GOP seeks new abortion restrictions in NC
Posted February 6, 2019 6:48 p.m. EST
Updated February 7, 2019 1:31 p.m. EST
Raleigh, N.C. — Some of the first bills filed in the House this session would put new restrictions on abortion in North Carolina.
House Bill 28 would ban abortions after 13 weeks, down from the current 20 weeks.
Planned Parenthood spokeswoman Alison Kiser said Wednesday that 13 weeks would be the earliest ban in the U.S. outside of some that have been blocked by courts.
"This is a medically unnecessary and arbitrary cutoff to a women's ability to access safe and legal abortion care," Kiser said.
Rep. Keith Kidwell, R-Beaufort, who sponsors the bill, said in a statement Thursday that, because the U.S. Supreme Court won't decide when life begins, he wants to set it at "quickening," or the first fetal movements.
"We need to work together towards eliminating abortion not expanding it to the point that we kill infants in the hospital beds," Kidwell said. "Lax laws have resulted in nothing short of genocide, so today we're here to send a message."
House Bill 22 would require doctors to tell women that abortions induced by taking the drug mifepristone, commonly known as RU486, can be reversed halfway through.
The American College of Obstetricians and Gynecologists said that suggestion isn't supported by science.
"To be clear, the proposed course of treatment in this bill has not been proven by any credible research or medical evidence to be effective or even safe," Kiser said.
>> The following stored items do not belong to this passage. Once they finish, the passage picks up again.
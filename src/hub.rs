//! Mount registry and transports
//!
//! Every enabled mount is served on its own streamable-HTTP endpoint at
//! `/tools/<mount>/mcp`. The same mounts are also combined into a single
//! [`HubHandler`] whose tools are named `<mount>_<tool>`, served at
//! `/tools/mcp` or over stdio.

use axum::Router;
use rmcp::{
    ServerHandler,
    model::*,
    ErrorData as McpError,
    service::RequestContext,
    transport::streamable_http_server::{
        session::local::LocalSessionManager, StreamableHttpService,
    },
    RoleServer,
};
use tracing::{debug, info};

use crate::config::{Config, ALL_SERVERS};
use crate::tools::{
    DatabaseQueryToolHandler, DependencyToolHandler, DockerToolHandler, FastapiToolHandler,
    GitCloneToolHandler, ImageProcessingToolHandler, MongoToolHandler, MysqlToolHandler,
    ReactContestToolHandler, RequestToolHandler,
};

/// One of the tool handlers, so mounts can be stored side by side
#[derive(Clone)]
pub enum MountHandler {
    Docker(DockerToolHandler),
    GitClone(GitCloneToolHandler),
    Dependencies(DependencyToolHandler),
    MysqlQuery(MysqlToolHandler),
    Mongodb(MongoToolHandler),
    ImageProcessing(ImageProcessingToolHandler),
    Fastapi(FastapiToolHandler),
    ReactContest(ReactContestToolHandler),
    Nodejs(RequestToolHandler),
    DatabaseQuery(DatabaseQueryToolHandler),
}

macro_rules! dispatch {
    ($handler:expr, $inner:ident => $body:expr) => {
        match $handler {
            MountHandler::Docker($inner) => $body,
            MountHandler::GitClone($inner) => $body,
            MountHandler::Dependencies($inner) => $body,
            MountHandler::MysqlQuery($inner) => $body,
            MountHandler::Mongodb($inner) => $body,
            MountHandler::ImageProcessing($inner) => $body,
            MountHandler::Fastapi($inner) => $body,
            MountHandler::ReactContest($inner) => $body,
            MountHandler::Nodejs($inner) => $body,
            MountHandler::DatabaseQuery($inner) => $body,
        }
    };
}

impl MountHandler {
    /// Handler for a mount name, `None` if the name is not a known mount
    pub fn create(name: &str, config: &Config) -> Option<Self> {
        let config = config.clone();
        let handler = match name {
            "docker" => Self::Docker(DockerToolHandler::new(config)),
            "git_clone" => Self::GitClone(GitCloneToolHandler::new(config)),
            "dependencies" => Self::Dependencies(DependencyToolHandler::new(config)),
            "mysql_query" => Self::MysqlQuery(MysqlToolHandler::new(config)),
            "mongodb" => Self::Mongodb(MongoToolHandler::new(config)),
            "image_processing" => Self::ImageProcessing(ImageProcessingToolHandler::new(config)),
            "fastapi" => Self::Fastapi(FastapiToolHandler::new(config)),
            "react_contest" => Self::ReactContest(ReactContestToolHandler::new(config)),
            "nodejs" => Self::Nodejs(RequestToolHandler::new()),
            "database_query" => Self::DatabaseQuery(DatabaseQueryToolHandler::new(config)),
            _ => return None,
        };
        Some(handler)
    }

    pub fn tools(&self) -> Vec<Tool> {
        dispatch!(self, h => h.tools())
    }
}

impl ServerHandler for MountHandler {
    fn get_info(&self) -> ServerInfo {
        dispatch!(self, h => h.get_info())
    }

    async fn initialize(
        &self,
        request: InitializeRequestParam,
        context: RequestContext<RoleServer>,
    ) -> Result<InitializeResult, McpError> {
        dispatch!(self, h => h.initialize(request, context).await)
    }

    async fn list_tools(
        &self,
        request: Option<PaginatedRequestParam>,
        context: RequestContext<RoleServer>,
    ) -> Result<ListToolsResult, McpError> {
        dispatch!(self, h => h.list_tools(request, context).await)
    }

    async fn call_tool(
        &self,
        request: CallToolRequestParam,
        context: RequestContext<RoleServer>,
    ) -> Result<CallToolResult, McpError> {
        dispatch!(self, h => h.call_tool(request, context).await)
    }
}

/// A named, enabled mount
#[derive(Clone)]
pub struct Mount {
    pub name: &'static str,
    pub handler: MountHandler,
}

/// Enabled mounts in registration order
pub fn build_mounts(config: &Config) -> Vec<Mount> {
    ALL_SERVERS
        .iter()
        .filter(|name| config.is_enabled(name))
        .filter_map(|&name| {
            MountHandler::create(name, config).map(|handler| Mount { name, handler })
        })
        .collect()
}

/// Name of a mount's tool on the combined endpoint
pub fn prefixed_name(mount: &str, tool: &str) -> String {
    format!("{}_{}", mount, tool)
}

/// Split a combined tool name into `(mount, tool)` using the longest matching mount prefix
pub fn resolve_tool<'m, 'n>(
    mounts: impl IntoIterator<Item = &'m str>,
    name: &'n str,
) -> Option<(&'m str, &'n str)> {
    mounts
        .into_iter()
        .filter_map(|mount| {
            let tool = name.strip_prefix(mount)?.strip_prefix('_')?;
            (!tool.is_empty()).then_some((mount, tool))
        })
        .max_by_key(|(mount, _)| mount.len())
}

/// Combined handler exposing every enabled mount under a name prefix
#[derive(Clone)]
pub struct HubHandler {
    mounts: Vec<Mount>,
}

impl HubHandler {
    pub fn new(config: &Config) -> Self {
        Self::from_mounts(build_mounts(config))
    }

    pub fn from_mounts(mounts: Vec<Mount>) -> Self {
        Self { mounts }
    }

    pub fn mount_names(&self) -> Vec<&'static str> {
        self.mounts.iter().map(|m| m.name).collect()
    }

    /// Every tool of every mount, renamed to `<mount>_<tool>`
    pub fn tools(&self) -> Vec<Tool> {
        self.mounts
            .iter()
            .flat_map(|mount| {
                mount.handler.tools().into_iter().map(move |mut tool| {
                    tool.name = prefixed_name(mount.name, &tool.name).into();
                    tool
                })
            })
            .collect()
    }

    /// Mount and unprefixed tool name for a combined tool name
    pub fn route<'n>(&self, name: &'n str) -> Result<(&Mount, &'n str), McpError> {
        resolve_tool(self.mounts.iter().map(|m| m.name), name)
            .and_then(|(mount_name, tool)| {
                self.mounts
                    .iter()
                    .find(|m| m.name == mount_name)
                    .map(|mount| (mount, tool))
            })
            .ok_or_else(|| McpError::invalid_params(format!("Unknown tool '{}'", name), None))
    }
}

impl ServerHandler for HubHandler {
    fn get_info(&self) -> ServerInfo {
        ServerInfo {
            protocol_version: ProtocolVersion::V_2024_11_05,
            capabilities: ServerCapabilities::builder().enable_tools().build(),
            server_info: Implementation::from_build_env(),
            instructions: Some(format!(
                "ATF Tools MCP Hub. {} tools available, named <mount>_<tool>. Mounts: {}.",
                self.tools().len(),
                self.mount_names().join(", "),
            )),
        }
    }

    async fn initialize(
        &self,
        _request: InitializeRequestParam,
        _context: RequestContext<RoleServer>,
    ) -> Result<InitializeResult, McpError> {
        info!("ATF Tools hub initialized with {} mounts", self.mounts.len());
        Ok(self.get_info())
    }

    async fn list_tools(
        &self,
        _request: Option<PaginatedRequestParam>,
        _context: RequestContext<RoleServer>,
    ) -> Result<ListToolsResult, McpError> {
        Ok(ListToolsResult::with_all_items(self.tools()))
    }

    async fn call_tool(
        &self,
        request: CallToolRequestParam,
        context: RequestContext<RoleServer>,
    ) -> Result<CallToolResult, McpError> {
        let (mount, tool) = self.route(&request.name)?;
        debug!("Dispatching {} to mount '{}' as '{}'", request.name, mount.name, tool);
        let inner = CallToolRequestParam {
            name: tool.to_string().into(),
            arguments: request.arguments.clone(),
        };
        mount.handler.call_tool(inner, context).await
    }
}

fn streamable_service<S>(handler: S) -> StreamableHttpService<S, LocalSessionManager>
where
    S: ServerHandler + Clone + Send + Sync + 'static,
{
    StreamableHttpService::new(
        move || Ok(handler.clone()),
        LocalSessionManager::default().into(),
        Default::default(),
    )
}

/// Per-mount endpoints plus the combined endpoint
pub fn build_router(config: &Config) -> Router {
    let mounts = build_mounts(config);
    let mut router = Router::new();
    for mount in &mounts {
        let path = format!("/tools/{}/mcp", mount.name);
        info!("Mounting {}", path);
        router = router.nest_service(&path, streamable_service(mount.handler.clone()));
    }
    info!("Mounting /tools/mcp with {} mounts", mounts.len());
    router.nest_service("/tools/mcp", streamable_service(HubHandler::from_mounts(mounts)))
}

/// Serve the HTTP transport until Ctrl-C
pub async fn serve_http(config: &Config) -> std::io::Result<()> {
    let addr = format!("{}:{}", config.host, config.port);
    let listener = tokio::net::TcpListener::bind(&addr).await?;
    info!("Listening on http://{}", addr);

    axum::serve(listener, build_router(config))
        .with_graceful_shutdown(async {
            let _ = tokio::signal::ctrl_c().await;
            info!("Shutting down");
        })
        .await
}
- Bills to Broaden Abortion Rights Prompt a Republican Battle Cry
- Courts say anti-abortion 'heartbeat bills' are unconstitutional. So why do they keep coming?
Last year, a doctor published an observational study showing reversal worked in some cases, but no controlled clinical studies have been done.
"People who claim to be in favor of 'choice' should support a mother making the choice to reverse the RU486 process," sponsor Rep. Larry Pittman, R-Cabarrus, said in a statement.
A similar bill was filed two years ago but went nowhere.
House Republican leaders said they expect to see more anti-abortion bills filed soon, and some will probably come up for debate.
Last year, state lawmakers didn't take up any anti-abortion bills. But the subject has garnered more national interest lately.
President Donald Trump called for a ban on late-term abortions in his State of the Union speech on Tuesday.
New York recently passed abortion-related legislation, and states from Virginia to North Dakota are debating loosening or tightening abortion restrictions.
Abortion has been a hot topic for North Carolina lawmakers since 2011, when Republicans gained control of the General Assembly. Since then, lawmakers have enacted some of the country's strictest laws.
"This is just more of the same from anti-abortion legislators in North Carolina who will really stop at nothing to shame a woman's decision to end a pregnancy and whose ultimate aim is to ban all safe and legal abortion," Kiser said.
It's unclear whether any new regulations would have enough support to become law if Gov. Roy Cooper decides to veto them.